**Entries provided**
================

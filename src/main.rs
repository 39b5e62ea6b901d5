use anyhow::Result;
use std::sync::Arc;
use tracing::info;

use sitewatch::api::create_api_router;
use sitewatch::config::Config;
use sitewatch::storage::{SqliteVisitStore, VisitStore};

#[tokio::main]
async fn main() -> Result<()> {
    // Initialize tracing
    tracing_subscriber::fmt::init();

    // Load configuration
    let config = Config::from_env()?;
    info!("Loaded configuration");

    // Initialize storage
    info!("Using SQLite visit store: {}", config.database.url);
    let store: Arc<dyn VisitStore> = Arc::new(
        SqliteVisitStore::new(&config.database.url, config.database.max_connections).await?,
    );

    info!("Initializing database...");
    store.init().await?;
    info!("Database initialized successfully");

    // Start API server
    let router = create_api_router(Arc::clone(&store), &config);
    let addr = format!("{}:{}", config.server.host, config.server.port);
    let listener = tokio::net::TcpListener::bind(&addr).await?;
    info!("🚀 Dashboard API listening on http://{}", addr);
    info!("   - Reports available at http://{}/api/dashboard", addr);

    axum::serve(listener, router).await?;

    Ok(())
}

================

**Exercise details**
Return only the exact lines from the opening of the records through the line that contains "tracing_subscriber::fmt::init();", both included.

**Reply to the task**
filename src/main.rs
repository 39b5e62ea6b901d5
use anyhow::Result;
use std::sync::Arc;
use tracing::info;

use sitewatch::api::create_api_router;
use sitewatch::config::Config;
use sitewatch::storage::{SqliteVisitStore, VisitStore};

#[tokio::main]
async fn main() -> Result<()> {
    // Initialize tracing
    tracing_subscriber::fmt::init();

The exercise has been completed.